● WHAT IS BEING ASKED: The word "PathBuf" marks the lines to find; copy every such line from the data below.

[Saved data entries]
------------------------------------

//! Catalog sources: local JSON file and HTTP resource.

use std::path::PathBuf;
use std::sync::Arc;

use async_trait::async_trait;
use reqwest::Client;
use routina_core::error::{Result, RoutinaError};
use routina_core::product::{CatalogPayload, CatalogSource};
use tracing::debug;

/// Reads the catalog from a JSON file on disk.
pub struct FileCatalogSource {
    path: PathBuf,
}

impl FileCatalogSource {
    pub fn new(path: impl Into<PathBuf>) -> Self {
        Self { path: path.into() }
    }
}

#[async_trait]
impl CatalogSource for FileCatalogSource {
    async fn fetch(&self) -> Result<CatalogPayload> {
        debug!(path = %self.path.display(), "reading catalog file");
        let body = tokio::fs::read_to_string(&self.path).await?;
        CatalogPayload::from_json(&body)
    }

    fn describe(&self) -> String {
        self.path.display().to_string()
    }
}

/// Fetches the catalog with a single GET request.
///
/// The status code is not inspected: whatever body comes back must parse as
/// a catalog document or the fetch fails.
#[derive(Clone)]
pub struct HttpCatalogSource {
    client: Client,
    url: String,
}

impl HttpCatalogSource {
    pub fn new(url: impl Into<String>) -> Self {
        Self {
            client: Client::new(),
            url: url.into(),
        }
    }
}

#[async_trait]
impl CatalogSource for HttpCatalogSource {
    async fn fetch(&self) -> Result<CatalogPayload> {
        debug!(url = %self.url, "fetching catalog");
        let response = self
            .client
            .get(&self.url)
            .send()
            .await
            .map_err(|e| RoutinaError::io(format!("catalog request failed: {e}")))?;
        let body = response
            .text()
            .await
            .map_err(|e| RoutinaError::io(format!("failed to read catalog body: {e}")))?;
        CatalogPayload::from_json(&body)
    }

    fn describe(&self) -> String {
        self.url.clone()
    }
}

/// Picks the source kind from the location: `http://` / `https://` URLs are
/// fetched over HTTP, anything else is a file path.
pub fn catalog_source_for(location: &str) -> Arc<dyn CatalogSource> {
    let trimmed = location.trim();
    if trimmed.starts_with("http://") || trimmed.starts_with("https://") {
        Arc::new(HttpCatalogSource::new(trimmed))
    } else {
        Arc::new(FileCatalogSource::new(trimmed))
    }
}

#[cfg(test)]
mod tests {
    use super::*;
    use tempfile::TempDir;

    #[tokio::test]
    async fn test_file_source_reads_payload() {
        let temp_dir = TempDir::new().unwrap();
        let path = temp_dir.path().join("products.json");
        std::fs::write(
            &path,
            r#"{"products":[{"id":1,"name":"Cleanser","brand":"X","category":"cleanser","image":"c.png"}]}"#,
        )
        .unwrap();

        let payload = FileCatalogSource::new(&path).fetch().await.unwrap();
        assert_eq!(payload.products.len(), 1);
        assert_eq!(payload.products[0].name, "Cleanser");
    }

    #[tokio::test]
    async fn test_file_source_missing_file() {
        let temp_dir = TempDir::new().unwrap();
        let err = FileCatalogSource::new(temp_dir.path().join("absent.json"))
            .fetch()
            .await
            .unwrap_err();
        assert!(err.is_io());
    }

    #[test]
    fn test_source_selection_by_scheme() {
        assert!(catalog_source_for("https://cdn.example.com/products.json")
            .describe()
            .starts_with("https://"));
        assert_eq!(catalog_source_for("products.json").describe(), "products.json");
    }
}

------------------------------------

● EXERCISE OUTPUT:
use std::path::PathBuf;
    path: PathBuf,
    pub fn new(path: impl Into<PathBuf>) -> Self {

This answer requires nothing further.